L’ISIS MINACCIA L’ITALIA, CITTA’ BLINDATE: “PROSSIMO OBIETTIVO L’ITALIA”

L’avvertimento jihadista lanciato su Telegram. Due marocchini e un siriano espulsi: tutti avevano espresso vicinanza, seppure solo a parole o nei comportamenti, alle posizioni dello Stato Islamico.

Dopo l’attacco terroristico di Barcellona, adesso anche il nostro Paese è nel mirino. “Il prossimo obiettivo di Isis dopo la Spagna e la Russia è l’Italia”. È quanto si legge nel canale di comunicazione usato dal Califfato su Telegram secondo quanto riferisce l’organizzazione Usa Site che monitora l’attività jihadista sul web. Di fatto questo annuncio va nella direzione di un’inchiesta americana che riguarda l’attentato di Manchester.

Come ha rivelato l’Espresso da alcune intercettazioni telefoniche emerge la volontà di un giovane jihadista di colpire l’Italia. “Il 25 febbraio 2016 il ragazzo di Torino – scrive l’Espresso citando gli atti dell’inchiesta Usa – parla con un texano di Dallas. Mido chiede all’americano dell’Isis se, invece di andare a combattere in Siria, è possibile fare qualcosa in Italia, se è arrivato il momento”.

Il Presidente del Consiglio, Paolo Gentiloni, è al lavoro a Palazzo Chigi. Secondo quanto si apprende, è in contatto con il ministro degli Esteri Alfano e con il ministro dell’Interno Minniti per seguire gli sviluppi degli attentati che hanno coinvolto i nostri connazionali e per le misure di prevenzione e sicurezza adottate e da adottare in Italia.

Le tre espulsioni ordinate da Minniti – due immigrati marocchini, uno siriano – raccontano storie diverse, ma sono accomunate da un filo comune. Uno era un detenuto che in carcere ha inneggiato alla Guerra Santa e aveva festeggiato l’attentato di Stoccolma. Prima lo hanno isolato in un circuito di alta sorveglianza; ieri, scontata la pena per i reati commessi in Italia, lo hanno riportato in Marocco.
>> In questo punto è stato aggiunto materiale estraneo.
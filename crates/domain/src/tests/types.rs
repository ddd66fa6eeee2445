// Copyright (C) 2026 Fred Clausen
// Use of this source code is governed by an MIT-style
// license that can be found in the LICENSE file or at
// https://opensource.org/licenses/MIT.

use crate::{
    Destination, DomainError, DriverCin, EntryId, EntryStatus, OvernightStatus, QueueType,
    VehicleId,
};
use std::collections::HashSet;

#[test]
fn test_destination_equality_ignores_station_reference() {
    let plain: Destination = Destination::new("Sousse");
    let bound: Destination = Destination::with_station("Sousse", "station-42");

    assert_eq!(plain, bound);
    assert_eq!(bound.station_id(), Some("station-42"));

    let mut set: HashSet<Destination> = HashSet::new();
    set.insert(plain);
    assert!(set.contains(&bound));
}

#[test]
fn test_destination_name_is_trimmed() {
    let destination: Destination = Destination::new("  Monastir ");
    assert_eq!(destination.name(), "Monastir");
}

#[test]
fn test_destination_parse_rejects_blank_name() {
    let result: Result<Destination, DomainError> = Destination::parse("   ");
    assert!(matches!(result, Err(DomainError::InvalidDestination(_))));
}

#[test]
fn test_driver_cin_accepts_eight_digits() {
    let cin: DriverCin = DriverCin::parse(" 12345678 ").unwrap();
    assert_eq!(cin.value(), "12345678");
}

#[test]
fn test_driver_cin_rejects_wrong_length_and_letters() {
    assert!(matches!(
        DriverCin::parse("1234567"),
        Err(DomainError::InvalidDriverCin(_))
    ));
    assert!(matches!(
        DriverCin::parse("123456789"),
        Err(DomainError::InvalidDriverCin(_))
    ));
    assert!(matches!(
        DriverCin::parse("1234567A"),
        Err(DomainError::InvalidDriverCin(_))
    ));
}

#[test]
fn test_driver_cin_deserialization_validates() {
    let ok: Result<DriverCin, _> = serde_json::from_str("\"11223344\"");
    assert!(ok.is_ok());

    let bad: Result<DriverCin, _> = serde_json::from_str("\"11-22\"");
    assert!(bad.is_err());
}

#[test]
fn test_vehicle_id_is_trimmed() {
    assert_eq!(VehicleId::new(" V1 ").value(), "V1");
}

#[test]
fn test_entry_id_display() {
    assert_eq!(EntryId::new(42).to_string(), "42");
}

#[test]
fn test_entry_status_round_trips_wire_names() {
    for status in [
        EntryStatus::Waiting,
        EntryStatus::Loading,
        EntryStatus::Ready,
        EntryStatus::Departed,
    ] {
        let parsed: EntryStatus = status.as_str().parse().unwrap();
        assert_eq!(parsed, status);
    }
    assert!(matches!(
        "BOARDING".parse::<EntryStatus>(),
        Err(DomainError::InvalidStatus(_))
    ));
}

#[test]
fn test_entry_status_serializes_screaming_case() {
    let json: String = serde_json::to_string(&EntryStatus::Loading).unwrap();
    assert_eq!(json, "\"LOADING\"");
    let json: String = serde_json::to_string(&OvernightStatus::ReadyForTransfer).unwrap();
    assert_eq!(json, "\"READY_FOR_TRANSFER\"");
}

#[test]
fn test_entry_status_transitions_are_strictly_forward() {
    assert!(EntryStatus::Waiting.can_transition_to(EntryStatus::Loading));
    assert!(EntryStatus::Loading.can_transition_to(EntryStatus::Ready));
    assert!(EntryStatus::Ready.can_transition_to(EntryStatus::Departed));

    assert!(!EntryStatus::Waiting.can_transition_to(EntryStatus::Ready));
    assert!(!EntryStatus::Loading.can_transition_to(EntryStatus::Waiting));
    assert!(!EntryStatus::Waiting.can_transition_to(EntryStatus::Waiting));
}

#[test]
fn test_departed_is_terminal() {
    assert!(EntryStatus::Departed.is_terminal());
    for target in [
        EntryStatus::Waiting,
        EntryStatus::Loading,
        EntryStatus::Ready,
        EntryStatus::Departed,
    ] {
        assert!(!EntryStatus::Departed.can_transition_to(target));
    }
}

#[test]
fn test_queue_type_parse() {
    assert_eq!("OVERNIGHT".parse::<QueueType>().unwrap(), QueueType::Overnight);
    assert_eq!("REGULAR".parse::<QueueType>().unwrap(), QueueType::Regular);
    assert!(matches!(
        "regular".parse::<QueueType>(),
        Err(DomainError::InvalidQueueType(_))
    ));
}
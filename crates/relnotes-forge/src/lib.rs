//! Repository queries for relnotes.
//!
//! This crate provides the forge side of changelog generation:
//! - The [`RepositoryQuery`] trait the core consumes
//! - Range and repository identifiers ([`TagRange`], [`RepoSlug`])
//! - A GitHub REST implementation ([`GitHubClient`])

mod error;
mod github;
mod query;

pub use error::{ForgeError, ForgeResult};
pub use github::{DEFAULT_API_BASE, GitHubClient};
pub use query::{RepoSlug, RepositoryQuery, TagRange};
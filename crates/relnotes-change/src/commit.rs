//! Commit type as listed in a comparison range.

use chrono::{DateTime, Utc};
use serde::{Deserialize, Serialize};

/// Number of characters kept from a full commit SHA.
const SHORT_SHA_LEN: usize = 7;

/// A commit within the comparison range.
///
/// Only the short SHA and the subject line are kept; merge commits never
/// reach this type.
#[derive(Debug, Clone, PartialEq, Eq, Serialize, Deserialize)]
pub struct Commit {
    /// The short commit SHA (first 7 characters).
    pub sha: String,

    /// The first line of the commit message.
    pub message: String,

    /// The forge login of the author, or the free-text author name.
    pub author: String,

    /// The author date, when the forge reports one.
    pub date: Option<DateTime<Utc>>,
}

impl Commit {
    /// Creates a new commit.
    ///
    /// The SHA is shortened and the message is cut down to its first line,
    /// so full values straight from the forge can be passed in.
    #[must_use]
    pub fn new(
        sha: impl AsRef<str>,
        message: impl AsRef<str>,
        author: impl Into<String>,
        date: Option<DateTime<Utc>>,
    ) -> Self {
        Self {
            sha: short_sha(sha.as_ref()).to_string(),
            message: subject(message.as_ref()).to_string(),
            author: author.into(),
            date,
        }
    }

    /// Returns true if the message contains `reference`, such as `#42`.
    ///
    /// This is plain substring containment: `#1` is also found inside `#12`.
    #[must_use]
    pub fn mentions(&self, reference: &str) -> bool {
        self.message.contains(reference)
    }
}

/// Returns the first 7 characters of a SHA.
fn short_sha(sha: &str) -> &str {
    match sha.char_indices().nth(SHORT_SHA_LEN) {
        Some((idx, _)) => &sha[..idx],
        None => sha,
    }
}

/// Returns the first line of a commit message.
fn subject(message: &str) -> &str {
    message.lines().next().unwrap_or("")
}
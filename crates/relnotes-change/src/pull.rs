//! Merged pull request type.

use chrono::{DateTime, Utc};
use serde::{Deserialize, Serialize};

/// A pull request merged within the comparison range.
#[derive(Debug, Clone, PartialEq, Eq, Serialize, Deserialize)]
pub struct PullRequest {
    /// The pull request number.
    pub number: u64,

    /// The pull request title.
    pub title: String,

    /// Label names, as returned by the forge.
    pub labels: Vec<String>,

    /// The author login.
    pub author: String,

    /// When the pull request was merged.
    pub merged_at: DateTime<Utc>,
}

impl PullRequest {
    /// Creates a new pull request builder.
    #[must_use]
    pub fn builder(number: u64, title: impl Into<String>) -> PullRequestBuilder {
        PullRequestBuilder::new(number, title)
    }

    /// Returns the textual reference to this pull request (`#42`).
    #[must_use]
    pub fn reference(&self) -> String {
        format!("#{}", self.number)
    }
}

/// Builder for [`PullRequest`].
#[derive(Debug)]
pub struct PullRequestBuilder {
    number: u64,
    title: String,
    labels: Vec<String>,
    author: String,
    merged_at: DateTime<Utc>,
}

impl PullRequestBuilder {
    /// Creates a new builder with required fields.
    fn new(number: u64, title: impl Into<String>) -> Self {
        Self {
            number,
            title: title.into(),
            labels: Vec::new(),
            author: "unknown".to_string(),
            merged_at: DateTime::<Utc>::UNIX_EPOCH,
        }
    }

    /// Adds a label.
    #[must_use]
    pub fn label(mut self, label: impl Into<String>) -> Self {
        self.labels.push(label.into());
        self
    }

    /// Replaces all labels.
    #[must_use]
    pub fn labels<I, S>(mut self, labels: I) -> Self
    where
        I: IntoIterator<Item = S>,
        S: Into<String>,
    {
        self.labels = labels.into_iter().map(Into::into).collect();
        self
    }

    /// Sets the author.
    #[must_use]
    pub fn author(mut self, author: impl Into<String>) -> Self {
        self.author = author.into();
        self
    }

    /// Sets the merge date.
    #[must_use]
    pub fn merged_at(mut self, merged_at: DateTime<Utc>) -> Self {
        self.merged_at = merged_at;
        self
    }

    /// Builds the [`PullRequest`].
    #[must_use]
    pub fn build(self) -> PullRequest {
        PullRequest {
            number: self.number,
            title: self.title,
            labels: self.labels,
            author: self.author,
            merged_at: self.merged_at,
        }
    }
}
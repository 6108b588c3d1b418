//! Repository query interface.

use std::fmt;
use std::str::FromStr;

use async_trait::async_trait;
use relnotes_change::{Commit, PullRequest};

use crate::{ForgeError, ForgeResult};

/// A repository on a forge, written `owner/name`.
#[derive(Debug, Clone, PartialEq, Eq, Hash)]
pub struct RepoSlug {
    /// The owning user or organization.
    pub owner: String,

    /// The repository name.
    pub name: String,
}

impl RepoSlug {
    /// Creates a new repository slug.
    #[must_use]
    pub fn new(owner: impl Into<String>, name: impl Into<String>) -> Self {
        Self {
            owner: owner.into(),
            name: name.into(),
        }
    }
}

impl FromStr for RepoSlug {
    type Err = ForgeError;

    fn from_str(s: &str) -> Result<Self, Self::Err> {
        let (owner, name) = s
            .trim()
            .split_once('/')
            .ok_or_else(|| ForgeError::InvalidSlug(s.to_string()))?;

        if owner.is_empty() || name.is_empty() || name.contains('/') {
            return Err(ForgeError::InvalidSlug(s.to_string()));
        }

        Ok(Self::new(owner, name))
    }
}

impl fmt::Display for RepoSlug {
    fn fmt(&self, f: &mut fmt::Formatter<'_>) -> fmt::Result {
        write!(f, "{}/{}", self.owner, self.name)
    }
}

/// The pair of tags bounding a changelog.
#[derive(Debug, Clone, PartialEq, Eq)]
pub struct TagRange {
    /// The older tag (exclusive).
    pub from: String,

    /// The newer tag (inclusive).
    pub to: String,
}

impl TagRange {
    /// Creates a new tag range.
    #[must_use]
    pub fn new(from: impl Into<String>, to: impl Into<String>) -> Self {
        Self {
            from: from.into(),
            to: to.into(),
        }
    }

    /// Returns the three-dot comparison range (`v1.0.0...v1.1.0`).
    #[must_use]
    pub fn basehead(&self) -> String {
        format!("{}...{}", self.from, self.to)
    }
}

/// Read-only queries against a hosted repository.
///
/// Implementations own transport concerns (auth, retries, timeouts); callers
/// treat every error as fatal.
#[async_trait]
pub trait RepositoryQuery: Send + Sync {
    /// Lists up to `page_size` tag names, newest first.
    async fn list_tags(&self, repo: &RepoSlug, page_size: u8) -> ForgeResult<Vec<String>>;

    /// Fetches pull requests whose merge commit lies within `range`.
    async fn fetch_merged_pull_requests(
        &self,
        repo: &RepoSlug,
        range: &TagRange,
    ) -> ForgeResult<Vec<PullRequest>>;

    /// Fetches the single-parent commits within `range`.
    async fn fetch_commits(&self, repo: &RepoSlug, range: &TagRange) -> ForgeResult<Vec<Commit>>;
}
L’altro era arrivato qualche anno fa dalla Siria, è stato condannato per favoreggiamento dell’immigrazione clandestina, attualmente era ospite forzato della cooperativa Stella del Sud, a Brognaturo (Vibo Valentia) dove si è dimostrato un prevaricatore. Da ultimo aveva esultato per l’attentato terroristico di Manchester.  Il terzo, immigrato marocchino di 31 anni con seri disturbi psichici, s’è impossessato di un minibus il 4 luglio a Tortona (Alessandria). Non era andato lontano perchè i carabinieri lo avevano fermato subito. Magari non aveva neppure cattive intenzioni. Probabilmente era un’azione sballata in linea con il personaggio, già internato un anno prima con trattamento sanitario obbligatorio.

C’è un particolare occhio ai furgoni, la nuova arma dei terroristi. Aumentano le difese statiche: sono comparse nuove barriere in cemento nel cuore di Milano, a difesa dell’ingresso della Galleria; così come a Roma il Comune dovrebbe sistemare presto enormi fioriere a protezione delle strade pedonali. La polizia controlla con attenzione le denunce per ogni furgone rubato e gli autonoleggi sono pregati di segnalare subito i dati di chi richiede un van.